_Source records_
..............................

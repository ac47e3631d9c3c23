use std::io::{self, Write};
use std::path::Path;
use std::time::Duration;

use crossterm::event::{self, Event, KeyCode, KeyEventKind, KeyModifiers};
use crossterm::style::{Color, Print, ResetColor, SetForegroundColor};
use crossterm::terminal::{self, Clear, ClearType, disable_raw_mode, enable_raw_mode};
use crossterm::{cursor, execute, queue};
use unicode_width::UnicodeWidthStr;

use crate::app::{AnchorMeasure, AppContext, MonospaceMeasure, ViewState};
use crate::cli::output;
use crate::command::{self, CommandRegistry};
use crate::model::AppConfig;
use crate::store::{ItemStore, JsonStore};
use crate::suggest::{CommandMachine, Handled, InputEvent, Key, MachineState};
use crate::util::text;

const PROMPT: &str = "> ";

/// The project picker opened by Tab on `/projects` or `/tasks-in`.
struct PickerState {
    names: Vec<String>,
    selected: usize,
    /// Where the popover anchors, in terminal cells
    anchor_left: u16,
}

/// Interactive chat-style session: one prompt line, ghost text after the
/// caret, candidate cycling, and a picker for project arguments. Owns the
/// live text through the machine; the terminal is only ever a view of it.
struct Session<'r> {
    machine: CommandMachine<'r>,
    registry: &'r CommandRegistry,
    store: JsonStore,
    view: ViewState,
    picker: Option<PickerState>,
    should_quit: bool,
}

/// Run the interactive session until Ctrl+C / Ctrl+D.
pub fn run(data_path: &Path, config: &AppConfig) -> Result<(), Box<dyn std::error::Error>> {
    let registry = CommandRegistry::builtin()?;
    let store = JsonStore::open(data_path)?;
    let view = ViewState::new();
    let machine = CommandMachine::new(&registry, view.overview_type, config.abbreviations.clone());

    let mut session = Session {
        machine,
        registry: &registry,
        store,
        view,
        picker: None,
        should_quit: false,
    };

    enable_raw_mode()?;
    // Restore the terminal on panic
    let original_hook = std::panic::take_hook();
    std::panic::set_hook(Box::new(move |panic_info| {
        let _ = disable_raw_mode();
        original_hook(panic_info);
    }));

    let result = session.event_loop();

    disable_raw_mode()?;
    execute!(io::stdout(), Print("\r\n"))?;
    result
}

impl Session<'_> {
    fn event_loop(&mut self) -> Result<(), Box<dyn std::error::Error>> {
        let mut out = io::stdout();
        loop {
            self.render(&mut out)?;

            if event::poll(Duration::from_millis(250))?
                && let Event::Key(key) = event::read()?
                && key.kind == KeyEventKind::Press
            {
                self.handle_key(key.code, key.modifiers)?;
            }

            if self.should_quit {
                break;
            }
        }
        Ok(())
    }

    // -----------------------------------------------------------------------
    // Input
    // -----------------------------------------------------------------------

    fn handle_key(
        &mut self,
        code: KeyCode,
        modifiers: KeyModifiers,
    ) -> Result<(), Box<dyn std::error::Error>> {
        // The picker swallows navigation keys while open
        if self.picker.is_some() {
            return self.handle_picker_key(code);
        }

        match (modifiers, code) {
            (m, KeyCode::Char('c') | KeyCode::Char('d'))
                if m.contains(KeyModifiers::CONTROL) =>
            {
                self.should_quit = true;
            }
            // The whole-line submit chord, distinct from Enter
            (m, KeyCode::Char('j')) if m.contains(KeyModifiers::CONTROL) => {
                if self.machine.handle(InputEvent::Key(Key::Submit)) == Handled::Submit {
                    self.submit()?;
                }
            }
            (m, KeyCode::Enter) if m.contains(KeyModifiers::ALT) => {
                if self.machine.handle(InputEvent::Key(Key::Submit)) == Handled::Submit {
                    self.submit()?;
                }
            }
            (_, KeyCode::Tab) => {
                self.machine.handle(InputEvent::Key(Key::Tab));
                if self.machine.state() == MachineState::ArgumentSelection {
                    self.open_picker();
                }
            }
            (_, KeyCode::Enter) => {
                if self.machine.handle(InputEvent::Key(Key::Enter)) == Handled::Ignored {
                    self.submit()?;
                }
            }
            (_, KeyCode::Esc) => {
                self.machine.handle(InputEvent::Key(Key::Escape));
            }
            (_, KeyCode::Backspace) => {
                let (new_text, caret) =
                    text::remove_before(self.machine.text(), self.machine.caret());
                self.machine.handle(InputEvent::TextChanged {
                    text: new_text,
                    caret,
                });
            }
            (m, KeyCode::Left) if m.contains(KeyModifiers::CONTROL) => {
                let caret = text::prev_word_start(self.machine.text(), self.machine.caret());
                self.machine.handle(InputEvent::CursorMoved { caret });
            }
            (m, KeyCode::Right) if m.contains(KeyModifiers::CONTROL) => {
                let caret = text::next_word_end(self.machine.text(), self.machine.caret());
                self.machine.handle(InputEvent::CursorMoved { caret });
            }
            (_, KeyCode::Left) => {
                let caret = self.machine.caret().saturating_sub(1);
                self.machine.handle(InputEvent::CursorMoved { caret });
            }
            (_, KeyCode::Right) => {
                let caret = (self.machine.caret() + 1).min(text::char_len(self.machine.text()));
                self.machine.handle(InputEvent::CursorMoved { caret });
            }
            (_, KeyCode::Home) => {
                self.machine.handle(InputEvent::CursorMoved { caret: 0 });
            }
            (_, KeyCode::End) => {
                let caret = text::char_len(self.machine.text());
                self.machine.handle(InputEvent::CursorMoved { caret });
            }
            (_, KeyCode::Char(c)) => {
                let new_text = text::insert_at(self.machine.text(), self.machine.caret(), &c.to_string());
                let caret = self.machine.caret() + 1;
                self.machine.handle(InputEvent::TextChanged {
                    text: new_text,
                    caret,
                });
            }
            _ => {}
        }
        Ok(())
    }

    fn handle_picker_key(&mut self, code: KeyCode) -> Result<(), Box<dyn std::error::Error>> {
        let Some(picker) = &mut self.picker else {
            return Ok(());
        };
        match code {
            KeyCode::Up => {
                picker.selected = picker.selected.saturating_sub(1);
            }
            KeyCode::Down => {
                if picker.selected + 1 < picker.names.len() {
                    picker.selected += 1;
                }
            }
            KeyCode::Enter => {
                let name = picker.names[picker.selected].clone();
                self.picker = None;
                self.machine.handle(InputEvent::ProjectSelected { name });
            }
            KeyCode::Esc => {
                self.picker = None;
                self.machine.handle(InputEvent::PopoverClosed);
            }
            _ => {}
        }
        Ok(())
    }

    fn open_picker(&mut self) {
        let names: Vec<String> = self.store.projects().into_iter().map(|p| p.name).collect();
        if names.is_empty() {
            self.machine.handle(InputEvent::PopoverClosed);
            return;
        }
        let width = terminal::size().map(|(w, _)| w).unwrap_or(80);
        let measure = MonospaceMeasure {
            row: 0,
            col: PROMPT.len() as u16,
            width,
        };
        let anchor = measure.compute_anchor_position(self.machine.caret());
        self.picker = Some(PickerState {
            names,
            selected: 0,
            anchor_left: anchor.left,
        });
    }

    // -----------------------------------------------------------------------
    // Submission
    // -----------------------------------------------------------------------

    fn submit(&mut self) -> Result<(), Box<dyn std::error::Error>> {
        let line = self.machine.text().trim().to_string();
        if line.is_empty() {
            return Ok(());
        }
        let mut ctx = AppContext {
            store: &mut self.store,
            view: &mut self.view,
        };
        // The session keeps no multi-selection; item actions decline cleanly
        let classification = command::classify_and_run(self.registry, &line, &mut ctx, None)?;
        let outcome = output::outcome_line(&classification);

        let mut out = io::stdout();
        execute!(
            out,
            cursor::MoveToColumn(0),
            Clear(ClearType::CurrentLine),
            Print(PROMPT),
            Print(&line),
            Print("\r\n"),
            SetForegroundColor(Color::DarkGrey),
            Print(&outcome),
            ResetColor,
            Print("\r\n"),
        )?;

        // A command may have changed the overview context
        self.machine.set_overview_type(self.view.overview_type);
        self.machine.handle(InputEvent::CommandExecuted);
        Ok(())
    }

    // -----------------------------------------------------------------------
    // Rendering
    // -----------------------------------------------------------------------

    fn render(&self, out: &mut impl Write) -> io::Result<()> {
        queue!(
            out,
            cursor::MoveToColumn(0),
            Clear(ClearType::CurrentLine),
            Print(PROMPT),
            Print(self.machine.text()),
        )?;

        if !self.machine.ghost().is_empty() {
            queue!(
                out,
                SetForegroundColor(Color::DarkGrey),
                Print(self.machine.ghost()),
                ResetColor,
            )?;
        }

        if let Some(picker) = &self.picker {
            queue!(out, SetForegroundColor(Color::DarkGrey))?;
            queue!(out, cursor::MoveToColumn(picker.anchor_left), Print(" {"))?;
            for (i, name) in picker.names.iter().enumerate() {
                if i > 0 {
                    queue!(out, Print(" | "))?;
                }
                if i == picker.selected {
                    queue!(out, SetForegroundColor(Color::White), Print(name))?;
                    queue!(out, SetForegroundColor(Color::DarkGrey))?;
                } else {
                    queue!(out, Print(name))?;
                }
            }
            queue!(out, Print("}"), ResetColor)?;
        } else if !self.machine.candidates().is_empty() {
            queue!(out, SetForegroundColor(Color::DarkGrey), Print("  ["))?;
            for (i, name) in self.machine.candidates().iter().enumerate() {
                if i > 0 {
                    queue!(out, Print(" | "))?;
                }
                if i as isize == self.machine.selected_index() {
                    queue!(out, SetForegroundColor(Color::White), Print(name))?;
                    queue!(out, SetForegroundColor(Color::DarkGrey))?;
                } else {
                    queue!(out, Print(name))?;
                }
            }
            queue!(out, Print("]"), ResetColor)?;
        }

        let width = terminal::size().map(|(w, _)| w).unwrap_or(80);
        let col = caret_column(self.machine.text(), self.machine.caret(), width);
        queue!(out, cursor::MoveToColumn(col))?;
        out.flush()
    }
}

/// Terminal column of the caret: display width of the prompt plus the text
/// before it, clamped to the last cell. Wide glyphs count as two cells.
fn caret_column(text: &str, caret: usize, width: u16) -> u16 {
    let (before, _) = text::split_at_char(text, caret);
    let col = PROMPT.width() + before.width();
    u16::try_from(col)
        .unwrap_or(u16::MAX)
        .min(width.saturating_sub(1))
}

#[cfg(test)]
mod tests {
    use super::*;

    #[test]
    fn caret_column_counts_display_cells() {
        assert_eq!(caret_column("abc", 0, 80), 2);
        assert_eq!(caret_column("abc", 3, 80), 5);
        // CJK glyphs occupy two cells each
        assert_eq!(caret_column("日本語", 2, 80), 6);
        // Combining marks add no width
        assert_eq!(caret_column("he\u{301}llo", 3, 80), 4);
    }

    #[test]
    fn caret_column_clamps_to_the_terminal_width() {
        let long = "x".repeat(200);
        assert_eq!(caret_column(&long, 200, 80), 79);
        assert_eq!(caret_column("日本語", 3, 6), 5);
    }
}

..............................

Each line of the records above, from the first through the one containing "use crate::util::text;", is to be retyped exactly; no other line belongs.

repository ac47e3631d9c3c23
use std::io::{self, Write};
use std::path::Path;
use std::time::Duration;

use crossterm::event::{self, Event, KeyCode, KeyEventKind, KeyModifiers};
use crossterm::style::{Color, Print, ResetColor, SetForegroundColor};
use crossterm::terminal::{self, Clear, ClearType, disable_raw_mode, enable_raw_mode};
use crossterm::{cursor, execute, queue};
use unicode_width::UnicodeWidthStr;

use crate::app::{AnchorMeasure, AppContext, MonospaceMeasure, ViewState};
use crate::cli::output;
use crate::command::{self, CommandRegistry};
use crate::model::AppConfig;
use crate::store::{ItemStore, JsonStore};
use crate::suggest::{CommandMachine, Handled, InputEvent, Key, MachineState};
use crate::util::text;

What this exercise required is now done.